My question was asked during a presidential town meeting in Green Bay just before the 2016 Wisconsin Republican primary. My producer, Robert Zelinger, and I were trying to determine the extent of Trump’s newfound pro-life position. His answer reflected a stronger, more punitive stance than the Catholic church’s position, which supports sanctions against the doctors involved but not women. Indeed, the entire thrust of the pro-life cause was to portray women as victims of abortion and only to seek legal redress against those who perform the procedure. See this piece from Americans United for Life on why women should not be prosecuted.
Here’s what’s interesting: Trump never, as far as I know, personally walked back his position. His campaign people issued the usual denial of what he’d told me and the public town meeting, but he never did.
What struck me back in 2016 was Trump’s motivation. At the same time, he was planning to appoint judges to the Supreme Court; he was intent on harming women, not, as he said recently, “protecting” them. He was pursuing what turned out, thanks to the Supreme Court’s ruling, to be deadly harm, as we’ve seen in so many states in the wake of Dobbs, which has left women with lethal pregnancies scrambling to find medical care in other states.
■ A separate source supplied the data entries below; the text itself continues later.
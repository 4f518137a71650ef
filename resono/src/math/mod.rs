mod bounds;
mod ray;

pub use bounds::Bounds3;
pub use glam::{EulerRot, Quat, Vec3};
pub use ray::Ray;

/// Mirrors direction `d` about the plane with unit normal `n`.
#[inline]
pub fn reflect(d: Vec3, n: Vec3) -> Vec3 {
    d - n * (2.0 * d.dot(n))
}

/// Returns `true` if all components of `v` are finite.
#[inline]
pub fn is_finite(v: Vec3) -> bool {
    v.x.is_finite() && v.y.is_finite() && v.z.is_finite()
}
use std::sync::Arc;

use resono::{
    CapturePattern, Material, Mesh, OrderRange, RayTraceSettings, RayTracer, SampleBuffer, Scene,
    SharedBuffer, SourcePattern, Transducer, Vec3,
};

pub fn room(material: Material) -> Scene {
    let mut scene = Scene::new();
    scene
        .attach(&Mesh::cuboid(
            Vec3::new(-3.0, -2.5, -1.5),
            Vec3::new(4.0, 3.0, 1.5),
            material,
        ))
        .unwrap();
    scene
}

/// Single large wall at x = 1 facing the origin.
pub fn wall() -> Scene {
    let mut mesh = Mesh::new();
    mesh.add_position(Vec3::new(1.0, -10.0, -10.0));
    mesh.add_position(Vec3::new(1.0, 10.0, -10.0));
    mesh.add_position(Vec3::new(1.0, 0.0, 10.0));
    let m = mesh.add_material(Material { absorption: 0.5 });
    mesh.add_triangle([0, 1, 2], m);
    let mut scene = Scene::new();
    scene.attach(&mesh).unwrap();
    scene
}

pub fn tracer(settings: RayTraceSettings, scene: Scene) -> RayTracer {
    let mut tracer = RayTracer::with_settings(settings).unwrap();
    tracer.init().unwrap();
    tracer.set_scene(scene).unwrap();
    tracer
}

/// Adds the source and the capsule pair of the reference setup, returns the
/// capture indices left first.
pub fn add_stereo_pair(tracer: &mut RayTracer) -> [usize; 2] {
    tracer
        .add_source(
            Transducer::new(Vec3::new(-1.0, 0.0, 0.0), Vec3::new(0.3048, 0.0, 0.0)),
            SourcePattern::Icosphere,
        )
        .unwrap();
    let left = tracer
        .add_capture(
            Transducer::new(Vec3::new(1.0, 0.04, 0.0), Vec3::new(-0.036, 0.036, 0.0)),
            CapturePattern::Cardioid,
        )
        .unwrap();
    let right = tracer
        .add_capture(
            Transducer::new(Vec3::new(1.0, -0.04, 0.0), Vec3::new(-0.036, -0.036, 0.0)),
            CapturePattern::Cardioid,
        )
        .unwrap();
    [left, right]
}

/// Binds `captures` to consecutive channels of a new buffer.
pub fn bind_all(
    tracer: &mut RayTracer,
    captures: &[usize],
    range: OrderRange,
    length: usize,
) -> SharedBuffer {
    let buffer = SampleBuffer::shared(captures.len(), length);
    for (channel, &capture) in captures.iter().enumerate() {
        tracer
            .bind(capture, Arc::clone(&buffer), channel, range)
            .unwrap();
    }
    buffer
}

pub fn channel(buffer: &SharedBuffer, channel: usize) -> Vec<f32> {
    buffer.lock().unwrap().channel(channel).unwrap().to_vec()
}
// 该文件是 Shihuo （识货） 项目的一部分。
// src/args.rs - 项目参数配置
//
// 本程序遵循 GNU Affero 通用公共许可证（AGPL）许可协议。
// 本程序的发布旨在提供实用价值，但不作任何形式的担保，
// 包括但不限于对适销性或特定用途适用性的默示担保。
// 更多详情请参阅 GNU 通用公共许可证。
//
// Copyright (C) 2026 Johann Li <me@qinka.pro>, ETVP

use std::path::PathBuf;

use clap::Parser;

/// Shihuo 项目参数配置
#[derive(Parser, Debug)]
#[command(author, version, about, long_about = None)]
pub struct Args {
  /// 回放张量目录（*.bin, 小端 f32, 按文件名排序循环）
  #[arg(long, value_name = "DIR")]
  pub tensors: PathBuf,

  /// 帧图片目录
  /// 支持格式: *.jpg, *.jpeg, *.png
  #[arg(long, value_name = "DIR")]
  pub frames: PathBuf,

  /// 标签文件路径（每行一个类别名），缺省使用内置类别
  #[arg(long, value_name = "FILE")]
  pub labels: Option<PathBuf>,

  /// 流水线配置文件（JSON），缺省使用出厂调参
  #[arg(long, value_name = "FILE")]
  pub config: Option<PathBuf>,

  /// 校准表文件（JSON），覆盖配置文件中的校准表
  #[arg(long, value_name = "FILE")]
  pub calibration: Option<PathBuf>,

  /// 输出张量属性行数
  #[arg(long, default_value = "11", value_name = "ROWS")]
  pub attributes: usize,

  /// 输出张量槽位数
  #[arg(long, default_value = "8400", value_name = "SLOTS")]
  pub slots: usize,

  /// 模型输入边长（像素）
  #[arg(long, default_value = "640", value_name = "SIZE")]
  pub input_size: u32,

  /// 扫描轮数（0 表示循环直到中断）
  #[arg(long, default_value = "0", value_name = "COUNT")]
  pub rounds: u64,
}
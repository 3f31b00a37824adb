// 该文件是 Shihuo （识货） 项目的一部分。
// src/lib.rs - 库主文件
//
// 本文件根据 Apache 许可证第 2.0 版（以下简称“许可证”）授权使用；
// 除非遵守该许可证条款，否则您不得使用本文件。
// 您可通过以下网址获取许可证副本：
// http://www.apache.org/licenses/LICENSE-2.0
// 除非适用法律要求或书面同意，根据本许可协议分发的软件均按“原样”提供，
// 不附带任何形式的明示或暗示的保证或条件。
// 有关许可权限与限制的具体条款，请参阅本许可协议。
//
// Copyright (C) 2026 Johann Li <me@qinka.pro>, Wareless Group

pub mod calibration;
pub mod config;
pub mod decoder;
pub mod detection;
pub mod frame;
pub mod labels;
pub mod model;
pub mod nms;
pub mod pipeline;
pub mod preprocess;
pub mod stabilizer;
pub mod stats;
pub mod throttle;
pub mod worker;

pub use config::PipelineConfig;
pub use detection::Detection;
pub use frame::{CameraFrame, FrameStamp};
pub use labels::LabelTable;
pub use model::{Model, ModelBuilder};
pub use pipeline::{DetectionPipeline, PipelineError};
pub use worker::{HealthState, Scanner, ScannerError, SubmitOutcome};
I have watched this Matthews-Trump interview endless times, especially in battleground states like Pennsylvania, my home state, where I am watching the election returns. It’s a blizzard of my voice. And it became integral to many anti-Trump ads from the Harris-Walz campaign and various SuperPACs. Trump’s pro-punishment position didn’t derail his 2016 bid, of course. And he almost won reelection in 2020, despite it. But the Dobbs decision in 2022 made Democrats believe it could turn the tide in their favor, and they hammered it.Trump clearly angered women who had resented his penal approach, especially those of the boomer generation, who had to endure those years when men were able to engage in sexual relations and, more often than not, shirk any responsibility for the pregnancy they created, leaving a woman to seek an illegal and unsafe procedure or to have the child, often out of wedlock. I suspect this explains part of why women over 65 seem so warm to Harris, at least in early polling. I suspect there was some generational justice at work. Still, as memorable and revealing as Trump’s answer was, it was not enough to stop the Republican nominee from running the map on Election Day 2024.